De médecins en spécialistes, d'instituts en hôpitaux, elle entre dans l'errance médicale. A tel point que la jeune femme, journaliste de formation, mène l'enquête de son côté : « Je tombe sur une étude américaine qui évoque le « Small intestinal bacterial overgrowth », également appelé « Sibo », qui correspond en tous points à mes symptômes ». Elle y apprend que cette pathologie digestive se traduit par une pullulation bactérienne de l'intestin grêle. Des bactéries non-infectieuses, normalement situées dans le colon, migrent vers l'intestin grêle censé absorber les aliments. Le Sibo est souvent confondu, à tort, avec son cousin le SII ou syndrome de l'intestin irritable (article en lien ci-dessous) qui est un « trouble du tube digestif fonctionnel », sans explication organique comme la prolifération bactérienne. « Dès que tu ingères un aliment, ces bactéries commencent à manger en même temps que toi. Elles créent des métabolites qui se transforment en gaz qui rendent le quotidien insupportable », schématise Dora.

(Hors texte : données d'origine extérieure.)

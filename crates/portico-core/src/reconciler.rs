// ── Reconciler ──
//
// One pass replaces everything an exposure owns inside a single Data Plane
// transaction:
//
//   Idle ─► TransactionOpen ─► Deleting ─► Creating ─► Committed
//    │            │               │           │
//    └────────────┴───────────────┴───────────┴──────► Aborted
//
// Deletes run children-first and creates parents-first, so no object ever
// references one that is missing inside the transaction. Nothing is
// applied until commit; any failure after the transaction opens closes it,
// which discards every staged change.

use tokio_util::sync::CancellationToken;
use tracing::{debug, info, warn};

use portico_api::{Backend, Bind, DataplaneClient, Frontend, Scope, Server, Transaction};

use crate::desired::TargetGraph;
use crate::error::CoreError;
use crate::scanner::{self, LiveGraph};

/// Where a pass currently is.
#[derive(Debug, Clone, Copy, PartialEq, Eq, strum::Display)]
#[strum(serialize_all = "snake_case")]
pub enum PassState {
    Idle,
    TransactionOpen,
    Deleting,
    Creating,
    Committed,
    Aborted,
}

impl PassState {
    /// Legal transitions. A remove-only pass commits straight from `Deleting`.
    pub fn can_advance_to(self, next: Self) -> bool {
        use PassState::{Aborted, Committed, Creating, Deleting, Idle, TransactionOpen};
        matches!(
            (self, next),
            (Idle, TransactionOpen)
                | (TransactionOpen, Deleting)
                | (Deleting, Creating | Committed)
                | (Creating, Committed)
                | (Idle | TransactionOpen | Deleting | Creating, Aborted)
        )
    }
}

/// What a pass should leave behind.
#[derive(Debug, Clone, Copy)]
pub enum Plan<'a> {
    /// Delete everything owned, then create the target graph.
    Replace(&'a TargetGraph),
    /// Delete everything owned.
    Remove,
}

/// Summary of a committed pass.
#[derive(Debug, Clone, PartialEq, Eq)]
pub struct PassOutcome {
    pub transaction_id: String,
    /// Configuration version the transaction was opened against.
    pub version: i64,
    pub deleted: usize,
    pub created: usize,
}

pub struct Reconciler<'a> {
    client: &'a DataplaneClient,
    cancel: &'a CancellationToken,
    state: PassState,
}

impl<'a> Reconciler<'a> {
    pub fn new(client: &'a DataplaneClient, cancel: &'a CancellationToken) -> Self {
        Self {
            client,
            cancel,
            state: PassState::Idle,
        }
    }

    pub fn state(&self) -> PassState {
        self.state
    }

    fn advance(&mut self, next: PassState) {
        debug_assert!(
            self.state.can_advance_to(next),
            "illegal pass transition {} -> {next}",
            self.state
        );
        debug!(from = %self.state, to = %next, "pass state");
        self.state = next;
    }

    fn checkpoint(&self) -> Result<(), CoreError> {
        if self.cancel.is_cancelled() {
            Err(CoreError::Cancelled)
        } else {
            Ok(())
        }
    }

    /// Run one pass for the exposure identified by `uid`.
    ///
    /// Every call starts a fresh pass from `Idle`. Failing to read the
    /// version or open the transaction leaves nothing to undo. Any later
    /// failure, cancellation included, closes the transaction before the
    /// error is returned. Either way the pass ends in `Aborted`.
    pub async fn run(&mut self, uid: &str, plan: Plan<'_>) -> Result<PassOutcome, CoreError> {
        self.state = PassState::Idle;

        let (version, txn) = match self.open().await {
            Ok(opened) => opened,
            Err(err) => {
                self.advance(PassState::Aborted);
                return Err(err);
            }
        };
        self.advance(PassState::TransactionOpen);
        debug!(uid, transaction = %txn.id, version, "transaction open");

        match self.apply(uid, plan, &txn.id).await {
            Ok((deleted, created)) => {
                self.advance(PassState::Committed);
                info!(
                    uid,
                    transaction = %txn.id,
                    deleted,
                    created,
                    "transaction committed"
                );
                Ok(PassOutcome {
                    transaction_id: txn.id,
                    version,
                    deleted,
                    created,
                })
            }
            Err(err) => {
                self.advance(PassState::Aborted);
                self.abort(&txn.id, &err).await;
                Err(err)
            }
        }
    }

    async fn open(&self) -> Result<(i64, Transaction), CoreError> {
        self.checkpoint()?;
        let version = self.client.configuration_version().await?;
        self.checkpoint()?;
        let txn = self.client.begin_transaction(version).await?;
        Ok((version, txn))
    }

    async fn apply(
        &mut self,
        uid: &str,
        plan: Plan<'_>,
        txn: &str,
    ) -> Result<(usize, usize), CoreError> {
        let live = scanner::scan(self.client, uid, Some(txn), self.cancel).await?;

        self.advance(PassState::Deleting);
        let deleted = self.delete_all(&live, txn).await?;

        let created = match plan {
            Plan::Replace(target) => {
                self.advance(PassState::Creating);
                self.create_all(target, txn).await?
            }
            Plan::Remove => 0,
        };

        self.checkpoint()?;
        self.client.commit_transaction(txn).await?;
        Ok((deleted, created))
    }

    async fn delete_all(&self, live: &LiveGraph, txn: &str) -> Result<usize, CoreError> {
        let txn = Some(txn);
        for bind in &live.binds {
            self.checkpoint()?;
            self.client
                .delete::<Bind>(Scope::Parent(&bind.parent), &bind.object.name, txn)
                .await?;
        }
        for frontend in &live.frontends {
            self.checkpoint()?;
            self.client
                .delete::<Frontend>(Scope::Root, &frontend.name, txn)
                .await?;
        }
        for server in &live.servers {
            self.checkpoint()?;
            self.client
                .delete::<Server>(Scope::Parent(&server.parent), &server.object.name, txn)
                .await?;
        }
        for backend in &live.backends {
            self.checkpoint()?;
            self.client
                .delete::<Backend>(Scope::Root, &backend.name, txn)
                .await?;
        }
        Ok(live.object_count())
    }

    async fn create_all(&self, target: &TargetGraph, txn: &str) -> Result<usize, CoreError> {
        let txn = Some(txn);
        for pool in &target.pools {
            self.checkpoint()?;
            self.client.create(Scope::Root, &pool.backend, txn).await?;
        }
        for pool in &target.pools {
            for member in &pool.members {
                self.checkpoint()?;
                self.client
                    .create(Scope::Parent(&pool.backend.name), member, txn)
                    .await?;
            }
        }
        for group in &target.groups {
            self.checkpoint()?;
            self.client.create(Scope::Root, &group.frontend, txn).await?;
        }
        for group in &target.groups {
            for bind in &group.binds {
                self.checkpoint()?;
                self.client
                    .create(Scope::Parent(&group.frontend.name), bind, txn)
                    .await?;
            }
        }
        Ok(target.object_count())
    }

    /// Best-effort close. The original error always wins.
    async fn abort(&self, txn: &str, cause: &CoreError) {
        match self.client.close_transaction(txn).await {
            Ok(()) => warn!(transaction = %txn, error = %cause, "transaction aborted"),
            Err(close_err) => warn!(
                transaction = %txn,
                error = %cause,
                close_error = %close_err,
                "failed to close aborted transaction"
            ),
        }
    }
}

#[cfg(test)]
mod tests {
    use super::*;
    use portico_api::{Credentials, TransportConfig};
    use serde_json::json;
    use wiremock::matchers::{method, path};
    use wiremock::{Mock, MockServer, ResponseTemplate};

    #[test]
    fn forward_path_is_legal() {
        let path = [
            PassState::Idle,
            PassState::TransactionOpen,
            PassState::Deleting,
            PassState::Creating,
            PassState::Committed,
        ];
        for pair in path.windows(2) {
            assert!(pair[0].can_advance_to(pair[1]), "{} -> {}", pair[0], pair[1]);
        }
    }

    #[test]
    fn remove_pass_commits_after_deleting() {
        assert!(PassState::Deleting.can_advance_to(PassState::Committed));
        assert!(!PassState::TransactionOpen.can_advance_to(PassState::Committed));
    }

    #[test]
    fn abort_from_any_unfinished_state() {
        assert!(PassState::Idle.can_advance_to(PassState::Aborted));
        assert!(PassState::TransactionOpen.can_advance_to(PassState::Aborted));
        assert!(PassState::Creating.can_advance_to(PassState::Aborted));
        assert!(!PassState::Committed.can_advance_to(PassState::Aborted));
    }

    #[test]
    fn finished_states_go_nowhere() {
        for next in [
            PassState::Idle,
            PassState::TransactionOpen,
            PassState::Deleting,
            PassState::Creating,
            PassState::Committed,
            PassState::Aborted,
        ] {
            assert!(!PassState::Committed.can_advance_to(next));
            assert!(!PassState::Aborted.can_advance_to(next));
        }
    }

    #[test]
    fn states_render_snake_case() {
        assert_eq!(PassState::TransactionOpen.to_string(), "transaction_open");
    }

    // ── Running passes ───────────────────────────────────────────

    fn client_for(uri: &str) -> DataplaneClient {
        let credentials = Credentials::new("admin", "adminpwd".to_string().into());
        DataplaneClient::new(uri, credentials, &TransportConfig::default())
            .unwrap_or_else(|e| panic!("{e}"))
    }

    /// An address nothing listens on.
    fn closed_endpoint() -> String {
        let listener =
            std::net::TcpListener::bind("127.0.0.1:0").unwrap_or_else(|e| panic!("{e}"));
        let addr = listener.local_addr().unwrap_or_else(|e| panic!("{e}"));
        drop(listener);
        format!("http://{addr}")
    }

    async fn empty_dataplane() -> MockServer {
        let server = MockServer::start().await;
        Mock::given(method("GET"))
            .and(path("/v3/services/haproxy/configuration/version"))
            .respond_with(ResponseTemplate::new(200).set_body_string("7"))
            .mount(&server)
            .await;
        Mock::given(method("POST"))
            .and(path("/v3/services/haproxy/transactions"))
            .respond_with(ResponseTemplate::new(201).set_body_json(json!({
                "_version": 7, "id": "txn-1", "status": "in_progress"
            })))
            .mount(&server)
            .await;
        Mock::given(method("GET"))
            .and(path("/v3/services/haproxy/configuration/backends"))
            .respond_with(ResponseTemplate::new(200).set_body_json(json!([])))
            .mount(&server)
            .await;
        Mock::given(method("GET"))
            .and(path("/v3/services/haproxy/configuration/frontends"))
            .respond_with(ResponseTemplate::new(200).set_body_json(json!([])))
            .mount(&server)
            .await;
        Mock::given(method("PUT"))
            .and(path("/v3/services/haproxy/transactions/txn-1"))
            .respond_with(ResponseTemplate::new(202).set_body_json(json!({
                "_version": 8, "id": "txn-1", "status": "success"
            })))
            .mount(&server)
            .await;
        server
    }

    #[tokio::test]
    async fn failed_open_ends_aborted() {
        let client = client_for(&closed_endpoint());
        let cancel = CancellationToken::new();
        let mut reconciler = Reconciler::new(&client, &cancel);

        let result = reconciler.run("abc", Plan::Remove).await;

        assert!(
            matches!(result, Err(CoreError::ConnectionFailed { .. })),
            "got {result:?}"
        );
        assert_eq!(reconciler.state(), PassState::Aborted);
    }

    #[tokio::test]
    async fn cancelled_before_open_ends_aborted() {
        let client = client_for(&closed_endpoint());
        let cancel = CancellationToken::new();
        cancel.cancel();
        let mut reconciler = Reconciler::new(&client, &cancel);

        let result = reconciler.run("abc", Plan::Remove).await;

        assert!(matches!(result, Err(CoreError::Cancelled)), "got {result:?}");
        assert_eq!(reconciler.state(), PassState::Aborted);
    }

    #[tokio::test]
    async fn reconciler_runs_more_than_one_pass() {
        let server = empty_dataplane().await;
        let client = client_for(&server.uri());
        let cancel = CancellationToken::new();
        let mut reconciler = Reconciler::new(&client, &cancel);

        for _ in 0..2 {
            let outcome = reconciler
                .run("abc", Plan::Remove)
                .await
                .unwrap_or_else(|e| panic!("{e}"));
            assert_eq!(outcome.transaction_id, "txn-1");
            assert_eq!(outcome.version, 7);
            assert_eq!(reconciler.state(), PassState::Committed);
        }
    }

    #[tokio::test]
    async fn pass_after_failure_starts_fresh() {
        let server = empty_dataplane().await;
        let client = client_for(&server.uri());
        let cancel = CancellationToken::new();
        let mut reconciler = Reconciler::new(&client, &cancel);
        reconciler.state = PassState::Aborted;

        let outcome = reconciler.run("abc", Plan::Remove).await;

        assert!(outcome.is_ok(), "got {outcome:?}");
        assert_eq!(reconciler.state(), PassState::Committed);
    }
}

Cent fois par jour aux toilettes
Dora multiplie les allers-retours aux toilettes pour se « déballonner », « peut-être cent fois par jour ». Au travail, il lui arrive de s'absenter une heure et de revenir avec le poids du soupçon dans le regard de ses collègues. D'autres, comme Alexandra sur le groupe Facebook « Sibo Québec », parlent d'amaigrissement, de nausées, de diarrhées, de vomissements, de constipations, de crampes intestinales, de fatigue ou encore de migraines. « J'ai consulté mon médecin traitant, puis mon gynéco durant plusieurs mois ; tous deux m'ont dit après prise de sang et examens que je n'avais rien ». La jeune femme finit par être entendue par un gastro-entérologue, qui pose enfin le diagnostic. Dora se rend, quant à elle, dans un centre hospitalier de la région parisienne, à Avicenne (93), pour réaliser un test respiratoire pratiqué sur la machine « Quintron », mesurant l'hydrogène, le méthane et le dioxyde de carbone, des gaz produits par les bactéries intestinales. Le verdict confirme son hypothèse : le Sibo est bel et bien là, elle doit apprendre à vivre avec.
Un handicap social
« Ça demande une organisation de tous les instants. C'est un véritable handicap social », déplore-t-elle. « Quand on a des ballonnements et des gaz, il faut s'isoler, ça ne sent pas toujours bon lorsque l'on quitte les toilettes ». Si la journaliste et autrice a aujourd'hui fait une croix sur le travail en entreprise, choisissant l'option freelance, ses flatulences à répétition y sont pour quelque chose. Trouver des vêtements adaptés et confortables, partir en vacances sans s'attirer les foudres de ses amis parce qu'on monopolise les WC, éviter le regard des autres qui se pose sur son acné, l'autre cadeau du Sibo… Autant de conséquences handicapantes qui pourrissent la vie. Aujourd'hui, le quotidien de Dora se dessine en pointillés. Elle a fait une demande auprès de la Maison départementale des personnes handicapées (MDPH), qui a été acceptée au bout d'un parcours du combattant de huit mois ; avec cette reconnaissance, si un jour elle retourne en entreprise, elle pourra témoigner auprès de son employeur que « ce n'est pas de sa faute ». « Certains sont contraints de passer par la voie psychiatrique, en faisant valoir tous les effets sur le plan de la santé mentale, pour obtenir ce sésame », ajoute-t-elle.
Peut-on en guérir ?
Si aucun traitement de fond n'existe pour la soulager, la jeune femme tente malgré tout de maintenir un équilibre précaire en surveillant son alimentation ou via la phytothérapie, la science des plantes, « pas prise en charge », regrette-t-elle. Pour l'Association française de formation médicale continue en hépato-gastro-entérologie (FMC-HGE), la validité de ces méthodes naturelles pour soulager les douleurs liées au Sibo « reste bien fragile ». Le corps médical s'accorde plutôt à prescrire différents antibiotiques pour traiter le Sibo qui reste, à ce jour, idiopathique, c'est-à-dire une maladie dont on ne connaît pas précisément l'origine. Dora, quant à elle, mise sur la transplantation fécale qui consiste à greffer des matières fécales d'un tube digestif sain pour renouveler le microbiote d'une personne malade (article en lien ci-dessous). « Avant que ce soit envisageable, j'aimerais déjà que cette maladie soit officiellement reconnue ». Le message est passé.